use super::roster::Roster;
use super::similarity::SimilarityStrategy;
use crate::error::{EngineError, EngineResult};
use crate::models::{
    CanonicalEmployee, CorrectionScope, EmployeeSuggestion, MIN_SIMILARITY, MatchConfidence,
    NameCorrectionRecord, name_key,
};
use crate::store::TimesheetStore;

/// A roster candidate returned by [`EmployeeIdentityIndex::search`].
#[derive(Debug, Clone, PartialEq, Serialize, Deserialize)]
pub struct EmployeeMatch {
    /// The matched employee.
    pub employee: CanonicalEmployee,
    /// Best score over the employee's full name and aliases.
    pub similarity_score: f64,
    /// Confidence bucket of the score.
    pub confidence: MatchConfidence,
}

impl EmployeeMatch {
    /// The reviewer-facing suggestion for this match.
    pub fn to_suggestion(&self) -> EmployeeSuggestion {
        EmployeeSuggestion {
            employee_id: self.employee.id.clone(),
            full_name: self.employee.full_name.clone(),
            similarity_score: self.similarity_score,
            confidence: self.confidence,
        }
    }
}

/// The result of a fully applied name correction.
#[derive(Debug, Clone, PartialEq, Serialize, Deserialize)]
pub struct CorrectionOutcome {
    /// Employee entries rewritten.
    pub updated_count: usize,
    /// The canonical employee the corrected entries resolve to.
    pub employee: CanonicalEmployee,
    /// The audit record appended for this correction.
    pub record: NameCorrectionRecord,
}

/// Fuzzy lookup, identity resolution and correction propagation for one
/// organization's roster.
///
/// The organization is fixed when the index is built, so no operation can
/// read or write another organization's employees or timesheets.
#[derive(Debug, Clone)]
pub struct EmployeeIdentityIndex {
    organization_id: String,
    roster: Arc<RwLock<Roster>>,
    store: Arc<dyn TimesheetStore>,
    strategy: Arc<dyn SimilarityStrategy>,
    default_limit: usize,
}

impl EmployeeIdentityIndex {
    pub(crate) fn new(
        organization_id: &str,
        roster: Arc<RwLock<Roster>>,
        store: Arc<dyn TimesheetStore>,
        strategy: Arc<dyn SimilarityStrategy>,
        default_limit: usize,
    ) -> Self {
        Self {
            organization_id: organization_id.to_string(),
            roster,
            store,
            strategy,
            default_limit,
        }
    }

    /// The organization this index is bound to.
    pub fn organization_id(&self) -> &str {
        &self.organization_id
    }

    /// Finds active employees whose name or any alias resembles
    /// `partial_name`.
    ///
    /// Results score at least [`MIN_SIMILARITY`], are sorted by descending
    /// score (ties by name) and truncated to `limit`, or to the configured
    /// default limit when `None`.
    pub fn search(&self, partial_name: &str, limit: Option<usize>) -> Vec<EmployeeMatch> {
        if name_key(partial_name).is_empty() {
            return Vec::new();
        }
        let limit = limit.unwrap_or(self.default_limit);

        let roster = self.roster.read();
        let mut matches: Vec<EmployeeMatch> = roster
            .employees
            .iter()
            .filter(|employee| employee.active)
            .filter_map(|employee| {
                let score = employee
                    .names()
                    .map(|name| self.strategy.score(partial_name, name))
                    .fold(0.0, f64::max);
                (score >= MIN_SIMILARITY).then(|| EmployeeMatch {
                    employee: employee.clone(),
                    similarity_score: score,
                    confidence: MatchConfidence::from_score(score),
                })
            })
            .collect();

        matches.sort_by(|a, b| {
            b.similarity_score
                .total_cmp(&a.similarity_score)
                .then_with(|| a.employee.full_name.cmp(&b.employee.full_name))
        });
        matches.truncate(limit);

        debug!(
            organization_id = %self.organization_id,
            query = partial_name,
            strategy = self.strategy.name(),
            results = matches.len(),
            "Roster search"
        );
        matches
    }

    /// Returns the employee one of whose names equals `name`, ignoring case
    /// and spacing. Active employees are preferred over deactivated ones.
    pub fn find_by_alias(&self, name: &str) -> Option<CanonicalEmployee> {
        let roster = self.roster.read();
        find_alias(&roster, name).map(|i| roster.employees[i].clone())
    }

    /// Returns the active employee matching `name` exactly, or creates an
    /// incomplete one with `name` as its only alias.
    pub fn resolve_or_create(&self, name: &str) -> EngineResult<CanonicalEmployee> {
        let name = validate_name(name)?;
        let mut roster = self.roster.write();
        if let Some(index) = find_alias(&roster, name).filter(|&i| roster.employees[i].active) {
            return Ok(roster.employees[index].clone());
        }

        let employee = new_employee(&self.organization_id, name, false);
        info!(
            organization_id = %self.organization_id,
            employee_id = %employee.id,
            name = name,
            "Created incomplete employee"
        );
        roster.employees.push(employee.clone());
        Ok(employee)
    }

    /// Adds an operator-entered employee.
    ///
    /// If one of the employee's names is already known the existing record
    /// is completed instead of creating a duplicate.
    pub fn register(
        &self,
        full_name: &str,
        qualified_service_codes: Vec<String>,
    ) -> EngineResult<CanonicalEmployee> {
        let full_name = validate_name(full_name)?;
        let mut roster = self.roster.write();

        let index = match find_alias(&roster, full_name) {
            Some(index) => index,
            None => {
                roster
                    .employees
                    .push(new_employee(&self.organization_id, full_name, true));
                roster.employees.len() - 1
            }
        };

        let employee = &mut roster.employees[index];
        employee.is_complete = true;
        for code in qualified_service_codes.iter().rev() {
            employee.add_service_code(code);
        }
        Ok(employee.clone())
    }

    /// Completes an employee record, optionally renaming it and replacing
    /// its qualified codes. A previous full name is kept as an alias.
    pub fn enrich(
        &self,
        employee_id: &str,
        full_name: Option<&str>,
        qualified_service_codes: Option<Vec<String>>,
    ) -> EngineResult<CanonicalEmployee> {
        let full_name = full_name.map(validate_name).transpose()?;
        self.update_employee(employee_id, |employee| {
            if let Some(full_name) = full_name {
                employee.add_alias(full_name);
                employee.full_name = full_name.to_string();
            }
            if let Some(codes) = qualified_service_codes {
                employee.qualified_service_codes.clear();
                for code in codes.iter().rev() {
                    employee.add_service_code(code);
                }
            }
            employee.is_complete = true;
        })
    }

    /// Deactivates an employee. Records are never deleted.
    pub fn deactivate(&self, employee_id: &str) -> EngineResult<CanonicalEmployee> {
        self.update_employee(employee_id, |employee| employee.active = false)
    }

    /// Adds an alias to an employee. Returns true if it was new.
    pub fn add_alias(&self, employee_id: &str, alias: &str) -> EngineResult<bool> {
        let alias = validate_name(alias)?;
        let mut added = false;
        self.update_employee(employee_id, |employee| added = employee.add_alias(alias))?;
        Ok(added)
    }

    /// Moves a billing code the employee is qualified for to the front of
    /// their qualified codes. Returns false, changing nothing, for any
    /// other code.
    pub fn record_service_code_use(&self, employee_id: &str, code: &str) -> EngineResult<bool> {
        let mut used = false;
        self.update_employee(employee_id, |employee| {
            used = employee.record_service_code_use(code)
        })?;
        Ok(used)
    }

    /// Looks up an employee by id.
    pub fn get(&self, employee_id: &str) -> Option<CanonicalEmployee> {
        self.roster
            .read()
            .employees
            .iter()
            .find(|e| e.id == employee_id)
            .cloned()
    }

    /// Every employee of the organization, including deactivated ones.
    pub fn employees(&self) -> Vec<CanonicalEmployee> {
        self.roster.read().employees.clone()
    }

    /// The organization's correction log, oldest first.
    pub fn corrections(&self) -> Vec<NameCorrectionRecord> {
        self.roster.read().corrections.clone()
    }

    /// Propagates a name correction across the organization's timesheets.
    ///
    /// 1. `correct_name` becomes an alias of the employee already known by
    ///    either spelling, or of a newly created employee. `incorrect_name`
    ///    is kept as an alias so future timesheets resolve directly.
    /// 2. Every stored employee entry in scope named `incorrect_name` is
    ///    rewritten to `correct_name` and resolved to that employee.
    /// 3. One [`NameCorrectionRecord`] is appended, even on failure.
    ///
    /// Re-applying the same correction adds no aliases and rewrites nothing,
    /// returning `updated_count = 0`. If the store fails part-way,
    /// [`EngineError::PartialCorrection`] carries the exact number of
    /// entries rewritten before the failure; retrying resumes where it
    /// stopped.
    pub fn apply_correction(
        &self,
        incorrect_name: &str,
        correct_name: &str,
        scope: CorrectionScope,
    ) -> EngineResult<CorrectionOutcome> {
        let incorrect_name = validate_correction_name(incorrect_name, "incorrect_name")?;
        let correct_name = validate_correction_name(correct_name, "correct_name")?;
        if name_key(incorrect_name) == name_key(correct_name) {
            return Err(EngineError::InvalidCorrection {
                message: format!(
                    "'{}' and '{}' are the same name",
                    incorrect_name, correct_name
                ),
            });
        }

        let timesheet_ids = match scope {
            CorrectionScope::AllTimesheets => self.store.list_ids(&self.organization_id)?,
            CorrectionScope::Timesheet { timesheet_id } => {
                self.store.get(&self.organization_id, timesheet_id)?;
                vec![timesheet_id]
            }
        };

        // Held for the whole propagation so concurrent corrections in the
        // same organization apply one after another.
        let mut roster = self.roster.write();
        let employee = self.target_employee(&mut roster, incorrect_name, correct_name);

        let mut updated_count = 0;
        let mut failure = None;
        for timesheet_id in timesheet_ids {
            match self.store.rewrite_employee_name(
                &self.organization_id,
                timesheet_id,
                incorrect_name,
                correct_name,
                &employee.id,
            ) {
                Ok(rewritten) => updated_count += rewritten,
                Err(error) => {
                    failure = Some((timesheet_id, error));
                    break;
                }
            }
        }

        let record = NameCorrectionRecord {
            id: Uuid::new_v4(),
            incorrect_name: incorrect_name.to_string(),
            correct_name: correct_name.to_string(),
            organization_id: self.organization_id.clone(),
            employee_id: employee.id.clone(),
            scope,
            applied_count: updated_count,
            complete: failure.is_none(),
            applied_at: Utc::now(),
        };
        roster.corrections.push(record.clone());

        if let Some((timesheet_id, error)) = failure {
            warn!(
                organization_id = %self.organization_id,
                incorrect_name = incorrect_name,
                correct_name = correct_name,
                updated_count = updated_count,
                timesheet_id = %timesheet_id,
                error = %error,
                "Name correction stopped part-way"
            );
            return Err(EngineError::PartialCorrection {
                updated_count,
                message: format!("timesheet {}: {}", timesheet_id, error),
            });
        }

        info!(
            organization_id = %self.organization_id,
            incorrect_name = incorrect_name,
            correct_name = correct_name,
            employee_id = %employee.id,
            updated_count = updated_count,
            "Name correction applied"
        );

        Ok(CorrectionOutcome {
            updated_count,
            employee,
            record,
        })
    }

    /// Finds or creates the employee a correction resolves to and records
    /// both spellings as its aliases.
    fn target_employee(
        &self,
        roster: &mut Roster,
        incorrect_name: &str,
        correct_name: &str,
    ) -> CanonicalEmployee {
        // An active employee known by either spelling wins over a
        // deactivated one known by the correct spelling.
        let known: &Roster = roster;
        let existing = [true, false].into_iter().find_map(|active| {
            find_alias_with(known, correct_name, active)
                .or_else(|| find_alias_with(known, incorrect_name, active))
        });
        let index = match existing {
            Some(index) => index,
            None => {
                roster
                    .employees
                    .push(new_employee(&self.organization_id, correct_name, false));
                roster.employees.len() - 1
            }
        };

        let employee = &mut roster.employees[index];
        if !employee.is_complete && name_key(&employee.full_name) == name_key(incorrect_name) {
            employee.full_name = correct_name.to_string();
        }
        employee.add_alias(correct_name);
        employee.add_alias(incorrect_name);
        let target = employee.clone();

        // An employee auto-created from the misspelling is a duplicate of
        // the target; it is retired rather than deleted.
        let incorrect_key = name_key(incorrect_name);
        for duplicate in roster.employees.iter_mut().filter(|e| {
            e.id != target.id
                && e.active
                && !e.is_complete
                && e.names().all(|n| name_key(n) == incorrect_key)
        }) {
            duplicate.active = false;
            info!(
                organization_id = %self.organization_id,
                employee_id = %duplicate.id,
                merged_into = %target.id,
                "Deactivated duplicate employee"
            );
        }

        target
    }

    fn update_employee(
        &self,
        employee_id: &str,
        change: impl FnOnce(&mut CanonicalEmployee),
    ) -> EngineResult<CanonicalEmployee> {
        let mut roster = self.roster.write();
        let employee = roster
            .employees
            .iter_mut()
            .find(|e| e.id == employee_id)
            .ok_or_else(|| EngineError::EmployeeNotFound {
                employee_id: employee_id.to_string(),
            })?;
        change(employee);
        Ok(employee.clone())
    }
}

··········

- _WORK INSTRUCTIONS_:
Scan the listing for "known" and copy out each line that has it.

- _FINISHED TASK_:
    /// If one of the employee's names is already known the existing record
    /// 1. `correct_name` becomes an alias of the employee already known by
        // An active employee known by either spelling wins over a
        // deactivated one known by the correct spelling.
        let known: &Roster = roster;
            find_alias_with(known, correct_name, active)
                .or_else(|| find_alias_with(known, incorrect_name, active))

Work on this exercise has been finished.